When Vitus got home from the pub
To dismember the corpse in his tub
He called Apollyon
But his wifey was gone
Without leaving him one shred of grub.
A note had been stuck by his wifey
To the door with an old butcher knifey
It ran, “Vitus, my dear, a demon growled in my ear,
Said he would buy me a shot and a beer,
So I’m off now to start my new lifey.”
“Meet me at St Vitus, Vitus
Meet me at the show
Don’t tell me there’s a darker place
A hundred miles below
“We’ll dance the selfsame Vitus
Till our feet swell with elephantitus
the blood runs from our eyes
and our flesh liquefies
If you meet me at St Vitus, Vitus
Meet me at the show.”
Vitus grabbed his spikes and his leather
And an umbrella for the balmy weather
Abbath drove the train
Through the gaslit subterrane
Of the region referred to as nether.
Some hell-wench was working the door
her forearms all slathered with gore
She said, “What’s that? The show?
It’s as sold as my soul,
And don’t try that I’m-on-the-guest-list shit, either.”

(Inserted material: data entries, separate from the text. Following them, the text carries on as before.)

//! The top-level handle wiring every component together (spec §2's
//! dependency-order component table, glued into one instance).
//!
//! Generic over a `Transport` and a `RecordStore`, following the
//! `Kademlia<T, S>` shape of `ant-node/src/networking/kad/behaviour.rs`;
//! the command-channel `KadDhtHandle` alongside direct async methods
//! mirrors that file's `KademliaHandle` built on top of `Kademlia<T, S>`.

use std::sync::Arc;
use std::time::Duration;

use tokio::sync::{mpsc, oneshot, Mutex};
use tracing::info;

use crate::config::Config;
use crate::error::KadError;
use crate::id::KadId;
use crate::kbucket::RoutingTable;
use crate::network::{AddressBook, Network, Transport};
use crate::peer::{Address, Contact, PeerId};
use crate::provider::ProviderStore;
use crate::record::{MemoryRecordStore, Record, RecordStore, ValidatorRegistry};

/// Everything one local Kademlia participant owns (spec §9: "The DHT
/// instance is process-wide but explicitly constructed; no hidden
/// singletons").
pub struct KadDht<T: Transport, R: RecordStore> {
    pub(crate) local_peer_id: PeerId,
    pub(crate) local_id: KadId,
    pub(crate) routing_table: Arc<Mutex<RoutingTable>>,
    pub(crate) network: Arc<Network<T>>,
    pub(crate) record_store: Arc<R>,
    pub(crate) validators: Arc<ValidatorRegistry>,
    pub(crate) providers: Arc<ProviderStore>,
    pub(crate) address_book: Arc<dyn AddressBook>,
    pub(crate) config: Config,
}

impl<T: Transport + 'static, R: RecordStore + 'static> KadDht<T, R> {
    pub fn new(
        transport: Arc<T>,
        record_store: Arc<R>,
        address_book: Arc<dyn AddressBook>,
        config: Config,
    ) -> Arc<Self> {
        let local_peer_id = transport.local_peer_id();
        let local_id = local_peer_id.kad_id();
        let (routing_table, _events) = RoutingTable::new(local_id, config.k, config.bucket_refresh_interval * 3);
        let routing_table = Arc::new(Mutex::new(routing_table));
        let network = Arc::new(Network::new(
            transport,
            routing_table.clone(),
            config.request_timeout,
            config.max_inflight_per_peer,
        ));

        Arc::new(KadDht {
            local_peer_id,
            local_id,
            routing_table,
            network,
            record_store,
            validators: Arc::new(ValidatorRegistry::new()),
            providers: Arc::new(ProviderStore::new(config.provider_ttl)),
            address_book,
            config,
        })
    }

    pub fn local_peer_id(&self) -> &PeerId {
        &self.local_peer_id
    }

    pub fn local_id(&self) -> &KadId {
        &self.local_id
    }

    pub fn config(&self) -> &Config {
        &self.config
    }

    /// Learn about a peer's addresses and add it as a routing-table
    /// candidate. Not itself an RPC: the contact is only ever marked live
    /// once a request to it actually succeeds (spec §4.B: "every contact
    /// stored is reachable at insertion time").
    pub async fn add_address(&self, peer_id: PeerId, addresses: Vec<Address>) {
        self.address_book.add(peer_id.clone(), addresses.clone()).await;
        self.routing_table.lock().await.add(Contact::new(peer_id, addresses));
    }

    pub async fn routing_table_len(&self) -> usize {
        self.routing_table.lock().await.len()
    }

    /// Start the four maintenance loops (spec §4.K), each an independent
    /// `tokio::task` bound to `dht`'s lifetime.
    pub fn spawn_maintenance(dht: Arc<Self>) -> smallvec::SmallVec<[tokio::task::JoinHandle<()>; 4]> {
        crate::maintenance::spawn_all(dht)
    }
}

impl<T: Transport + 'static> KadDht<T, MemoryRecordStore> {
    /// Convenience constructor for the common case of an in-memory
    /// record store, mirroring `Kademlia::with_memory_store` in the
    /// teacher module.
    pub fn with_memory_store(transport: Arc<T>, address_book: Arc<dyn AddressBook>, config: Config) -> Arc<Self> {
        KadDht::new(transport, Arc::new(MemoryRecordStore::default()), address_book, config)
    }
}

/// Commands accepted by [`run`], mirroring `KadCommand` in
/// `ant-node/src/networking/kad/behaviour.rs`. Each direct method on
/// [`KadDht`] has a corresponding variant here purely for callers who
/// prefer a message-passing API over holding an `Arc<KadDht<_, _>>`
/// directly; both paths call the same underlying logic.
pub enum KadCommand {
    FindPeer {
        target: PeerId,
        timeout: Duration,
        reply: oneshot::Sender<Result<Contact, KadError>>,
    },
    GetClosestPeers {
        key: Vec<u8>,
        reply: oneshot::Sender<Vec<PeerId>>,
    },
    Provide {
        cid: Vec<u8>,
        reply: oneshot::Sender<Result<(), KadError>>,
    },
    FindProviders {
        cid: Vec<u8>,
        count: usize,
        timeout: Duration,
        reply: oneshot::Sender<Vec<PeerId>>,
    },
    Put {
        key: Vec<u8>,
        value: Vec<u8>,
        reply: oneshot::Sender<Result<(), KadError>>,
    },
    Get {
        key: Vec<u8>,
        timeout: Duration,
        reply: oneshot::Sender<Result<Record, KadError>>,
    },
    GetMany {
        key: Vec<u8>,
        n: usize,
        timeout: Duration,
        reply: oneshot::Sender<Vec<Record>>,
    },
    AddAddress {
        peer: PeerId,
        addresses: Vec<Address>,
    },
    Shutdown,
}

/// A cheaply-cloneable front for [`KadDht`] driven through a command
/// channel, matching `KademliaHandle` in the teacher module.
#[derive(Clone)]
pub struct KadDhtHandle {
    command_tx: mpsc::UnboundedSender<KadCommand>,
}

impl KadDhtHandle {
    pub async fn find_peer(&self, target: PeerId, timeout: Duration) -> Result<Contact, KadError> {
        let (reply, rx) = oneshot::channel();
        let _ = self.command_tx.send(KadCommand::FindPeer { target, timeout, reply });
        rx.await.unwrap_or(Err(KadError::Cancelled))
    }

    pub async fn get_closest_peers(&self, key: Vec<u8>) -> Vec<PeerId> {
        let (reply, rx) = oneshot::channel();
        let _ = self.command_tx.send(KadCommand::GetClosestPeers { key, reply });
        rx.await.unwrap_or_default()
    }

    pub async fn provide(&self, cid: Vec<u8>) -> Result<(), KadError> {
        let (reply, rx) = oneshot::channel();
        let _ = self.command_tx.send(KadCommand::Provide { cid, reply });
        rx.await.unwrap_or(Err(KadError::Cancelled))
    }

    pub async fn find_providers(&self, cid: Vec<u8>, count: usize, timeout: Duration) -> Vec<PeerId> {
        let (reply, rx) = oneshot::channel();
        let _ = self.command_tx.send(KadCommand::FindProviders { cid, count, timeout, reply });
        rx.await.unwrap_or_default()
    }

    pub async fn put(&self, key: Vec<u8>, value: Vec<u8>) -> Result<(), KadError> {
        let (reply, rx) = oneshot::channel();
        let _ = self.command_tx.send(KadCommand::Put { key, value, reply });
        rx.await.unwrap_or(Err(KadError::Cancelled))
    }

    pub async fn get(&self, key: Vec<u8>, timeout: Duration) -> Result<Record, KadError> {
        let (reply, rx) = oneshot::channel();
        let _ = self.command_tx.send(KadCommand::Get { key, timeout, reply });
        rx.await.unwrap_or(Err(KadError::Cancelled))
    }

    pub async fn get_many(&self, key: Vec<u8>, n: usize, timeout: Duration) -> Vec<Record> {
        let (reply, rx) = oneshot::channel();
        let _ = self.command_tx.send(KadCommand::GetMany { key, n, timeout, reply });
        rx.await.unwrap_or_default()
    }

    pub fn add_address(&self, peer: PeerId, addresses: Vec<Address>) {
        let _ = self.command_tx.send(KadCommand::AddAddress { peer, addresses });
    }

    pub fn shutdown(&self) {
        let _ = self.command_tx.send(KadCommand::Shutdown);
    }
}

/// Spawn the command loop for `dht`, returning a handle to drive it.
pub fn spawn<T: Transport + 'static, R: RecordStore + 'static>(
    dht: Arc<KadDht<T, R>>,
) -> (KadDhtHandle, tokio::task::JoinHandle<()>) {
    let (command_tx, command_rx) = mpsc::unbounded_channel();
    let join = tokio::spawn(run(dht, command_rx));
    (KadDhtHandle { command_tx }, join)
}

async fn run<T: Transport + 'static, R: RecordStore + 'static>(
    dht: Arc<KadDht<T, R>>,
    mut command_rx: mpsc::UnboundedReceiver<KadCommand>,
) {
    info!(peer = %dht.local_peer_id, "kad-dht command loop started");
    while let Some(command) = command_rx.recv().await {
        match command {
            KadCommand::FindPeer { target, timeout, reply } => {
                let dht = dht.clone();
                tokio::spawn(async move {
                    let _ = reply.send(dht.find_peer(&target, timeout).await);
                });
            }
            KadCommand::GetClosestPeers { key, reply } => {
                let dht = dht.clone();
                tokio::spawn(async move {
                    let _ = reply.send(dht.get_closest_peers(&key).await);
                });
            }
            KadCommand::Provide { cid, reply } => {
                let dht = dht.clone();
                tokio::spawn(async move {
                    let _ = reply.send(dht.provide(&cid).await);
                });
            }
            KadCommand::FindProviders { cid, count, timeout, reply } => {
                let dht = dht.clone();
                tokio::spawn(async move {
                    let _ = reply.send(dht.find_providers(&cid, count, timeout).await);
                });
            }
            KadCommand::Put { key, value, reply } => {
                let dht = dht.clone();
                tokio::spawn(async move {
                    let _ = reply.send(dht.put(&key, value).await);
                });
            }
            KadCommand::Get { key, timeout, reply } => {
                let dht = dht.clone();
                tokio::spawn(async move {
                    let _ = reply.send(dht.get(&key, timeout).await);
                });
            }
            KadCommand::GetMany { key, n, timeout, reply } => {
                let dht = dht.clone();
                tokio::spawn(async move {
                    let _ = reply.send(dht.get_many(&key, n, timeout).await);
                });
            }
            KadCommand::AddAddress { peer, addresses } => {
                dht.add_address(peer, addresses).await;
            }
            KadCommand::Shutdown => {
                info!("kad-dht command loop shutting down");
                break;
            }
        }
    }
}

So he showed her three sixes branded
To the top of his behornéd head
Said she with a grin,
“Why didn’tcha say so? C’mon in!
Elevator’s on the left. Push nine.”
He’d gone four, five, six circles down
When he cried, “What on earth is that sound?
Like a Cerebus-pound
Or some cursed Injun mound
Where the infants are ground
Where the demons are crowned
And the fire’s kept stoked all year round, all year round,
And the fire’s kept stoked all year round.
(And what’d she write on that note that I found?)”

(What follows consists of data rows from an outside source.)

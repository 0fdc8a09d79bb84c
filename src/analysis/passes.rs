//! The refinement ladder.
//!
//! Each pass asks the scanning collaborator to bucket attenuation with a
//! different pair of cutoffs. Passes run in ladder order; pass 0 is coarse
//! triage and later passes refine it.

use super::bounds::BoundedValue;
use super::profile::DURATION_BUCKETS;
use serde::{Deserialize, Serialize};

/// Default attenuation thresholds, grouped in pairs, one pair per pass.
pub const DEFAULT_THRESHOLDS: [u8; 8] = [50, 56, 44, 53, 59, 65, 47, 62];

/// Default bucket weights (low, medium, high attenuation).
///
/// Only medium-attenuation time counts towards the weighted classification.
pub const DEFAULT_WEIGHTS: [u32; DURATION_BUCKETS] = [0, 6, 0];

/// Minutes at which the collaborator stops counting bucket durations.
pub const DEFAULT_DURATION_CAP: u32 = 30;

/// Precision configuration for one refinement pass.
#[derive(Debug, Clone, Copy, PartialEq, Eq, Serialize, Deserialize)]
#[serde(rename_all = "camelCase")]
pub struct PassConfiguration {
    /// Attenuation below this is the low (closest) bucket.
    pub low_cutoff: u8,
    /// Attenuation at or above this is the high (farthest) bucket.
    pub high_cutoff: u8,
    /// Per-bucket weights for the weighted classification.
    pub weights: [u32; DURATION_BUCKETS],
}

impl PassConfiguration {
    pub fn new(low_cutoff: u8, high_cutoff: u8, weights: [u32; DURATION_BUCKETS]) -> Self {
        Self {
            low_cutoff,
            high_cutoff,
            weights,
        }
    }

    /// Whether this configuration has the given cutoffs.
    pub fn has_cutoffs(&self, low_cutoff: u8, high_cutoff: u8) -> bool {
        self.low_cutoff == low_cutoff && self.high_cutoff == high_cutoff
    }
}

/// Errors building a ladder from raw thresholds.
#[derive(Debug, Clone, PartialEq, Eq, thiserror::Error)]
pub enum LadderError {
    #[error("no attenuation thresholds configured")]
    Empty,

    #[error("attenuation thresholds must come in pairs, got {0}")]
    Unpaired(usize),

    #[error("pass {pass}: low cutoff {low} must be below high cutoff {high}")]
    Inverted { pass: usize, low: u8, high: u8 },
}

/// Ordered sequence of pass configurations.
#[derive(Debug, Clone, PartialEq, Eq)]
pub struct PassLadder {
    passes: Vec<PassConfiguration>,
    duration_cap: u32,
}

impl PassLadder {
    /// Build a ladder by grouping `thresholds` in pairs.
    pub fn from_thresholds(
        thresholds: &[u8],
        weights: [u32; DURATION_BUCKETS],
        duration_cap: u32,
    ) -> Result<Self, LadderError> {
        if thresholds.is_empty() {
            return Err(LadderError::Empty);
        }
        if thresholds.len() % 2 != 0 {
            return Err(LadderError::Unpaired(thresholds.len()));
        }

        let passes = thresholds
            .chunks_exact(2)
            .enumerate()
            .map(|(pass, pair)| {
                if pair[0] >= pair[1] {
                    return Err(LadderError::Inverted {
                        pass,
                        low: pair[0],
                        high: pair[1],
                    });
                }
                Ok(PassConfiguration::new(pair[0], pair[1], weights))
            })
            .collect::<Result<Vec<_>, _>>()?;

        Ok(Self {
            passes,
            duration_cap,
        })
    }

    /// Number of passes (N).
    pub fn len(&self) -> usize {
        self.passes.len()
    }

    #[allow(dead_code)] // Required alongside len()
    pub fn is_empty(&self) -> bool {
        self.passes.is_empty()
    }

    pub fn get(&self, pass: usize) -> Option<&PassConfiguration> {
        self.passes.get(pass)
    }

    pub fn passes(&self) -> &[PassConfiguration] {
        &self.passes
    }

    #[allow(dead_code)] // Accessor for tests
    pub fn duration_cap(&self) -> u32 {
        self.duration_cap
    }

    /// Bound for a duration reading produced by `pass`.
    ///
    /// Coarse triage (pass 0) only ever yields lower bounds; so does any
    /// reading that reached the collaborator's cap.
    pub fn bound_for(&self, pass: usize, minutes: u32) -> BoundedValue {
        let reading = BoundedValue::from_exact(minutes);
        if pass == 0 || minutes >= self.duration_cap {
            reading.as_lower_bound()
        } else {
            reading
        }
    }
}

impl Default for PassLadder {
    fn default() -> Self {
        let passes = DEFAULT_THRESHOLDS
            .chunks_exact(2)
            .map(|pair| PassConfiguration::new(pair[0], pair[1], DEFAULT_WEIGHTS))
            .collect();
        Self {
            passes,
            duration_cap: DEFAULT_DURATION_CAP,
        }
    }
}
impl<'a> MergeEngine<'a> {
    pub fn new(ladder: &'a PassLadder) -> Self {
        Self { ladder }
    }

    /// Merge `incoming` measurements from `pass` into `records`.
    ///
    /// Only measurements carrying `risk_level` are considered; results for
    /// other batches are never merged across.
    pub fn merge_batch(
        &self,
        records: &mut BTreeMap<Fingerprint, ExposureRecord>,
        incoming: &[RawExposure],
        risk_level: u8,
        pass: usize,
    ) -> MergeReport {
        let observations = self.group(incoming, risk_level, pass);
        let mut report = MergeReport::default();

        if pass == 0 {
            records.clear();
            for (fingerprint, obs) in observations {
                let record = ExposureRecord {
                    date: obs.date,
                    transmission_risk_level: fingerprint.transmission_risk_level,
                    total_risk_score: obs.total_risk_score,
                    attenuation_value: obs.attenuation_value,
                    duration: obs.duration,
                    profile: obs.profile,
                    classified_level: None,
                    pass_count: 1,
                };
                let record = self.settle(record, fingerprint, pass, obs.windows, &mut report);
                records.insert(fingerprint, record);
                report.created += 1;
            }
            return report;
        }

        for (fingerprint, obs) in observations {
            let Some(existing) = records.get(&fingerprint) else {
                debug!(%fingerprint, pass, "No earlier record to refine; ignoring measurement");
                report.unmatched += 1;
                continue;
            };

            let (profile, bucket_anomalies) = existing.profile.merge(&obs.profile);
            for b in bucket_anomalies {
                report.record(fingerprint, pass, BUCKET_NAMES[b.bucket], b.anomaly);
            }

            let duration = existing.duration.intersect(obs.duration);
            if let Some(anomaly) = duration.anomaly {
                report.record(fingerprint, pass, "duration", anomaly);
            }

            let refined = ExposureRecord {
                date: existing.date,
                transmission_risk_level: existing.transmission_risk_level,
                total_risk_score: existing.total_risk_score.max(obs.total_risk_score),
                attenuation_value: obs.attenuation_value,
                duration: duration.value,
                profile,
                classified_level: existing.classified_level,
                pass_count: existing.pass_count.max(pass + 1),
            };
            let refined = self.settle(refined, fingerprint, pass, obs.windows, &mut report);
            records.insert(fingerprint, refined);
            report.refined += 1;
        }

        report.untouched = records.len().saturating_sub(report.refined);
        report
    }

    /// Group measurements of one pass by fingerprint, summing within the pass.
    fn group(
        &self,
        incoming: &[RawExposure],
        risk_level: u8,
        pass: usize,
    ) -> BTreeMap<Fingerprint, Observation> {
        let mut grouped: BTreeMap<Fingerprint, Observation> = BTreeMap::new();

        for raw in incoming
            .iter()
            .filter(|r| r.transmission_risk_level == risk_level)
        {
            let profile = DurationProfile::from_minutes(self.ladder, pass, raw.attenuation_durations);
            let duration = self.ladder.bound_for(pass, raw.duration);

            grouped
                .entry(raw.fingerprint())
                .and_modify(|obs| {
                    obs.date = obs.date.min(raw.date);
                    obs.duration = obs.duration.add(duration);
                    obs.profile = obs.profile.add(&profile);
                    obs.total_risk_score = obs.total_risk_score.max(raw.total_risk_score);
                    obs.attenuation_value = raw.attenuation_value;
                    obs.windows += 1;
                })
                .or_insert(Observation {
                    date: raw.date,
                    duration,
                    profile,
                    total_risk_score: raw.total_risk_score,
                    attenuation_value: raw.attenuation_value,
                    windows: 1,
                });
        }

        grouped
    }

    /// Reconcile the duration with the profile and recompute derived fields.
    ///
    /// The reported attenuation value is checked against the classification
    /// only when the pass saw a single window for the fingerprint; summed
    /// windows carry no single value to compare.
    fn settle(
        &self,
        mut record: ExposureRecord,
        fingerprint: Fingerprint,
        pass: usize,
        windows: usize,
        report: &mut MergeReport,
    ) -> ExposureRecord {
        let total = record.profile.total_time();
        let clamped = record.duration.clamp(total, total);
        record.duration = clamped.value;

        let contradicts_total = if record.duration.is_exact() {
            !total.matches(record.duration.value())
        } else {
            total.is_exact() && record.duration.value() > total.value()
        };

        match clamped.anomaly {
            Some(anomaly) => report.record(fingerprint, pass, "duration", anomaly),
            None if contradicts_total => {
                report.record(
                    fingerprint,
                    pass,
                    "duration",
                    Anomaly::DurationMismatch {
                        buckets: total,
                        duration: record.duration.value(),
                    },
                );
            }
            None => {}
        }

        let config = self.ladder.get(pass);
        record.classified_level = config.and_then(|c| record.profile.classify(c));

        if windows == 1 && record.profile.is_exact() {
            if let Some(computed) = record.classified_level {
                if computed != record.attenuation_value {
                    report.record(
                        fingerprint,
                        pass,
                        "classification",
                        Anomaly::ClassificationMismatch {
                            computed,
                            reported: record.attenuation_value,
                        },
                    );
                }
            }
        }

        record
    }
}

“Meet me at St Vitus, Vitus
Meet me at the pub
Don’t tell me there’s a finer partner
For drinking than ol’ Beelzebub
He’s got a hollow leg—or three—
And cheeks as red as a cherub
So meet me at St Vitus, Vitus
Meet me at the pub.”
Then opened the door on a scene
From a nightmare well-leavened with spleen
The sludge-stench of unguents
Crotchless-Todd-Rundgren pungent
And the nuts of Ted Nugent
Roasted more than was prudent
By enslaved, undead culinary students
Told the presence of all things unclean.
In a booth was his dear wifey pressed
In a bodice of leather was she dressed
Asmodeus to her left
His hoofage all cleft
With Jaeger her invertedly blessed.
Took Vitus his Jaeger sans chaser
When the music hit him like a Taser
The bartenders all carved
“SLAYER” into their arms
With the blade of a dull, rusty razor.
Said he, “Well, it’s not what I’d planned …

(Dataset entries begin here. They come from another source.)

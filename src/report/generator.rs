//! Markdown and JSON report generation.

use super::{BatchReport, Report, ReportMetadata};
use crate::models::BatchState;
use anyhow::Result;

/// Generate a complete Markdown report.
pub fn generate_markdown_report(report: &Report) -> String {
    let mut output = String::new();

    output.push_str("# Exposure Refinement Report\n\n");
    output.push_str(&generate_metadata_section(&report.metadata));
    output.push_str(&generate_status_section(&report.batches));
    output.push_str(&generate_batches_section(&report.batches));
    output.push_str(&generate_footer());

    output
}

/// Generate the metadata section.
fn generate_metadata_section(metadata: &ReportMetadata) -> String {
    let mut section = String::new();

    section.push_str("## Metadata\n\n");
    section.push_str(&format!(
        "- **Generated:** {}\n",
        metadata.generated_at.format("%Y-%m-%d %H:%M:%S UTC")
    ));
    if let Some(store) = &metadata.store {
        section.push_str(&format!("- **Store:** `{}`\n", store.display()));
    }
    let ladder: Vec<String> = metadata
        .ladder
        .iter()
        .map(|(low, high)| format!("{}/{}", low, high))
        .collect();
    section.push_str(&format!("- **Pass Ladder:** {}\n", ladder.join(", ")));
    section.push_str(&format!(
        "- **Batches:** {} ({} complete)\n",
        metadata.batches, metadata.complete_batches
    ));
    section.push_str(&format!("- **Exposures:** {}\n\n", metadata.total_exposures));

    section
}

/// Generate the batch status table used by both the report and `status`.
pub fn generate_status_table(batches: &[BatchReport]) -> String {
    let mut table = String::new();

    table.push_str("| User | Risk Level | Keys | State | Passes | Exposures |\n");
    table.push_str("|:---|:---:|:---:|:---|:---:|:---:|\n");

    for batch in batches {
        table.push_str(&format!(
            "| {} | {} | {} | {} {} | {}/{} | {} |\n",
            batch.user_name,
            batch.transmission_risk_level,
            batch.keys,
            state_emoji(batch.state),
            batch.state,
            batch.passes_done,
            batch.passes_total,
            batch.exposures.len()
        ));
    }

    table
}

fn generate_status_section(batches: &[BatchReport]) -> String {
    let mut section = String::new();

    section.push_str("## Status\n\n");
    if batches.is_empty() {
        section.push_str("No batches imported.\n\n");
        return section;
    }
    section.push_str(&generate_status_table(batches));
    section.push('\n');

    section
}

/// Generate one section per batch with its refined records.
fn generate_batches_section(batches: &[BatchReport]) -> String {
    let mut section = String::new();

    for batch in batches {
        section.push_str(&generate_batch_block(batch));
    }

    section
}

fn generate_batch_block(batch: &BatchReport) -> String {
    let mut block = String::new();

    block.push_str(&format!("## {}\n\n", batch.user_name));
    block.push_str(&format!(
        "Keys sent {}, risk level {}, {}.\n\n",
        batch.date_keys_sent.format("%Y-%m-%d"),
        batch.transmission_risk_level,
        batch.state
    ));

    if batch.exposures.is_empty() {
        block.push_str("No exposures recorded.\n\n");
        return block;
    }

    block.push_str(
        "| Day | Low/Medium/High | Duration | Close | Far | Weighted | Level | Risk Score | Passes |\n",
    );
    block.push_str("|:---|:---:|:---:|:---:|:---:|:---:|:---:|:---:|:---:|\n");

    for exposure in &batch.exposures {
        let level = exposure
            .classified_level
            .map_or_else(|| "-".to_string(), |l| l.to_string());
        block.push_str(&format!(
            "| {} | {} | {} | {} | {} | {} | {} | {} | {} |\n",
            exposure.day,
            exposure.profile,
            exposure.duration,
            exposure.close_time,
            exposure.far_time,
            exposure.weighted_time,
            level,
            exposure.total_risk_score,
            exposure.pass_count
        ));
    }
    block.push('\n');

    block
}

fn state_emoji(state: BatchState) -> &'static str {
    match state {
        BatchState::Pending => "⏳",
        BatchState::InPass(_) => "🔄",
        BatchState::Complete => "✅",
    }
}

fn generate_footer() -> String {
    let mut footer = String::new();

    footer.push_str("---\n\n");
    footer.push_str("*Values prefixed with `>=` are lower bounds.*\n");

    footer
}

/// Generate a JSON report.
pub fn generate_json_report(report: &Report) -> Result<String> {
    serde_json::to_string_pretty(report).map_err(Into::into)
}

But can you beat that motherfucking band?
I’m shutting my Bible
For if I don’t, I’m liable
To wind up worse off than the damned.”
Now he’s stuck in this place all eternity
For the devil has proved his paternity
And the music’s sure fine
be it punk, thrash, or grind
Or sui generis a-reek with slatternity.
Soooooooooo … [everybody!!]
“Meet me at St Vitus, Vitus,
meet me at the show
Don’t tell me there’s a darker place
A hundred miles below
“We’ll dance the selfsame Vitus
till the angels all spite us
the demons be-(k)night us
to acts of violence incite us
like Andronicus Titus
to executions invite us
rabid mambas to bite us
pestilence to blight us
If you’ll meet me at St Vitus, Vitus
Meet me at the show.”
[de rigeur blistering electric something-or-other solo; then, climactic reprise:]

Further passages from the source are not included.